Instructions for the task —
Your output should repeat each record below with no differences.

Provided material —
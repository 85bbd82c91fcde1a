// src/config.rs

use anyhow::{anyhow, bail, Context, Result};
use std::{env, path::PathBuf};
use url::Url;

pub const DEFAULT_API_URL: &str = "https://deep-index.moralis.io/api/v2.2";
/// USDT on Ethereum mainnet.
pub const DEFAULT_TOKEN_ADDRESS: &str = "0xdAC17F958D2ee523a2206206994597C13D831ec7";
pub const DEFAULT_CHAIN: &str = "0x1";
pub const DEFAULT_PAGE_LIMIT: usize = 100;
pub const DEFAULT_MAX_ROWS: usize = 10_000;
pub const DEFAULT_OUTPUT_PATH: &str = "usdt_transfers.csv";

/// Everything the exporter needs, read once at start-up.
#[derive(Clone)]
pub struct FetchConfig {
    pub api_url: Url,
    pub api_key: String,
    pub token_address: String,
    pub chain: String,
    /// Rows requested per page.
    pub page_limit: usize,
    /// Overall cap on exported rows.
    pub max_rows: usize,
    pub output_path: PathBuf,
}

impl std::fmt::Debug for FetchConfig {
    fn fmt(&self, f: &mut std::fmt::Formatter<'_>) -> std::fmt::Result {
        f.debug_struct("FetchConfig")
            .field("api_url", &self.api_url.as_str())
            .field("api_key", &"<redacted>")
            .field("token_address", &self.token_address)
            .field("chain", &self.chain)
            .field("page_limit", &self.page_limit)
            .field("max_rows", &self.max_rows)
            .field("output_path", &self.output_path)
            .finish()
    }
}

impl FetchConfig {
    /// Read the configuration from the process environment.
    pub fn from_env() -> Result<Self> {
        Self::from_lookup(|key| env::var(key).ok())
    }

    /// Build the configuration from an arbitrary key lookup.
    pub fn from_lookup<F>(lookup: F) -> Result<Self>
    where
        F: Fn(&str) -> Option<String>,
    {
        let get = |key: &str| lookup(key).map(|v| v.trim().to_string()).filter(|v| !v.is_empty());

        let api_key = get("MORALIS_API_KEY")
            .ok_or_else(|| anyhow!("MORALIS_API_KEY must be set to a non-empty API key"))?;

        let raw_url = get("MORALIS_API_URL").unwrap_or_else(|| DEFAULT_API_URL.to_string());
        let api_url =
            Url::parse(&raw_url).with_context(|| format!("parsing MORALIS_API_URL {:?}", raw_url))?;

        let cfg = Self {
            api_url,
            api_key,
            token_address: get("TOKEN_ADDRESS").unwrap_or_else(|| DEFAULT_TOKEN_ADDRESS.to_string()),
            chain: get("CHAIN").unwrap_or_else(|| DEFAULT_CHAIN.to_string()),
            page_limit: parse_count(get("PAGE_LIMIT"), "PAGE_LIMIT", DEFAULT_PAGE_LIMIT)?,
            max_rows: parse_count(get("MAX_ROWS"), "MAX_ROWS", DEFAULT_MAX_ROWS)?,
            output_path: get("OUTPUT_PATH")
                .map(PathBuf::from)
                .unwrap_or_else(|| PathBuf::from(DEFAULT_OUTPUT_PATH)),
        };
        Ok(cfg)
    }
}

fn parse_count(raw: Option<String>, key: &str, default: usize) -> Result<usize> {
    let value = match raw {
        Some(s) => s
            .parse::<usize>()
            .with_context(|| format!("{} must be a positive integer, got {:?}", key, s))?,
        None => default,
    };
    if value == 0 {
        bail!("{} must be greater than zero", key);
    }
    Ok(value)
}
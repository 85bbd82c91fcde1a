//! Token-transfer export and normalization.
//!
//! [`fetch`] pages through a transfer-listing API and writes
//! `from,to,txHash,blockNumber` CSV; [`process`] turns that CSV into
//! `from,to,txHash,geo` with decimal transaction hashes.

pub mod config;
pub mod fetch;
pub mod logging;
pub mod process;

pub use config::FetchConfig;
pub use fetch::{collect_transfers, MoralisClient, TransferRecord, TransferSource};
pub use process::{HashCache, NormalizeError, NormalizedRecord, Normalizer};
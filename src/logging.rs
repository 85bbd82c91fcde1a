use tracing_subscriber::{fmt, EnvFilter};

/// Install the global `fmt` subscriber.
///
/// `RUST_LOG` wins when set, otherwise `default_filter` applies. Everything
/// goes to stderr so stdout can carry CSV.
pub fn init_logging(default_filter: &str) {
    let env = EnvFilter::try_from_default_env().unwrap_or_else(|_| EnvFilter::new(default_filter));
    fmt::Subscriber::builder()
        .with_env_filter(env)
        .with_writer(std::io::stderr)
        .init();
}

Written answer —
repository 85bbd82c91fcde1a
// src/config.rs

use anyhow::{anyhow, bail, Context, Result};
use std::{env, path::PathBuf};
use url::Url;

pub const DEFAULT_API_URL: &str = "https://deep-index.moralis.io/api/v2.2";
/// USDT on Ethereum mainnet.
pub const DEFAULT_TOKEN_ADDRESS: &str = "0xdAC17F958D2ee523a2206206994597C13D831ec7";
pub const DEFAULT_CHAIN: &str = "0x1";
pub const DEFAULT_PAGE_LIMIT: usize = 100;
pub const DEFAULT_MAX_ROWS: usize = 10_000;
pub const DEFAULT_OUTPUT_PATH: &str = "usdt_transfers.csv";

/// Everything the exporter needs, read once at start-up.
#[derive(Clone)]
pub struct FetchConfig {
    pub api_url: Url,
    pub api_key: String,
    pub token_address: String,
    pub chain: String,
    /// Rows requested per page.
    pub page_limit: usize,
    /// Overall cap on exported rows.
    pub max_rows: usize,
    pub output_path: PathBuf,
}

impl std::fmt::Debug for FetchConfig {
    fn fmt(&self, f: &mut std::fmt::Formatter<'_>) -> std::fmt::Result {
        f.debug_struct("FetchConfig")
            .field("api_url", &self.api_url.as_str())
            .field("api_key", &"<redacted>")
            .field("token_address", &self.token_address)
            .field("chain", &self.chain)
            .field("page_limit", &self.page_limit)
            .field("max_rows", &self.max_rows)
            .field("output_path", &self.output_path)
            .finish()
    }
}

impl FetchConfig {
    /// Read the configuration from the process environment.
    pub fn from_env() -> Result<Self> {
        Self::from_lookup(|key| env::var(key).ok())
    }

    /// Build the configuration from an arbitrary key lookup.
    pub fn from_lookup<F>(lookup: F) -> Result<Self>
    where
        F: Fn(&str) -> Option<String>,
    {
        let get = |key: &str| lookup(key).map(|v| v.trim().to_string()).filter(|v| !v.is_empty());

        let api_key = get("MORALIS_API_KEY")
            .ok_or_else(|| anyhow!("MORALIS_API_KEY must be set to a non-empty API key"))?;

        let raw_url = get("MORALIS_API_URL").unwrap_or_else(|| DEFAULT_API_URL.to_string());
        let api_url =
            Url::parse(&raw_url).with_context(|| format!("parsing MORALIS_API_URL {:?}", raw_url))?;

        let cfg = Self {
            api_url,
            api_key,
            token_address: get("TOKEN_ADDRESS").unwrap_or_else(|| DEFAULT_TOKEN_ADDRESS.to_string()),
            chain: get("CHAIN").unwrap_or_else(|| DEFAULT_CHAIN.to_string()),
            page_limit: parse_count(get("PAGE_LIMIT"), "PAGE_LIMIT", DEFAULT_PAGE_LIMIT)?,
            max_rows: parse_count(get("MAX_ROWS"), "MAX_ROWS", DEFAULT_MAX_ROWS)?,
            output_path: get("OUTPUT_PATH")
                .map(PathBuf::from)
                .unwrap_or_else(|| PathBuf::from(DEFAULT_OUTPUT_PATH)),
        };
        Ok(cfg)
    }
}

fn parse_count(raw: Option<String>, key: &str, default: usize) -> Result<usize> {
    let value = match raw {
        Some(s) => s
            .parse::<usize>()
            .with_context(|| format!("{} must be a positive integer, got {:?}", key, s))?,
        None => default,
    };
    if value == 0 {
        bail!("{} must be greater than zero", key);
    }
    Ok(value)
}
repository 85bbd82c91fcde1a
//! Token-transfer export and normalization.
//!
//! [`fetch`] pages through a transfer-listing API and writes
//! `from,to,txHash,blockNumber` CSV; [`process`] turns that CSV into
//! `from,to,txHash,geo` with decimal transaction hashes.

pub mod config;
pub mod fetch;
pub mod logging;
pub mod process;

pub use config::FetchConfig;
pub use fetch::{collect_transfers, MoralisClient, TransferRecord, TransferSource};
pub use process::{HashCache, NormalizeError, NormalizedRecord, Normalizer};
filename src/logging.rs
repository 85bbd82c91fcde1a
use tracing_subscriber::{fmt, EnvFilter};

/// Install the global `fmt` subscriber.
///
/// `RUST_LOG` wins when set, otherwise `default_filter` applies. Everything
/// goes to stderr so stdout can carry CSV.
pub fn init_logging(default_filter: &str) {
    let env = EnvFilter::try_from_default_env().unwrap_or_else(|_| EnvFilter::new(default_filter));
    fmt::Subscriber::builder()
        .with_env_filter(env)
        .with_writer(std::io::stderr)
        .init();
}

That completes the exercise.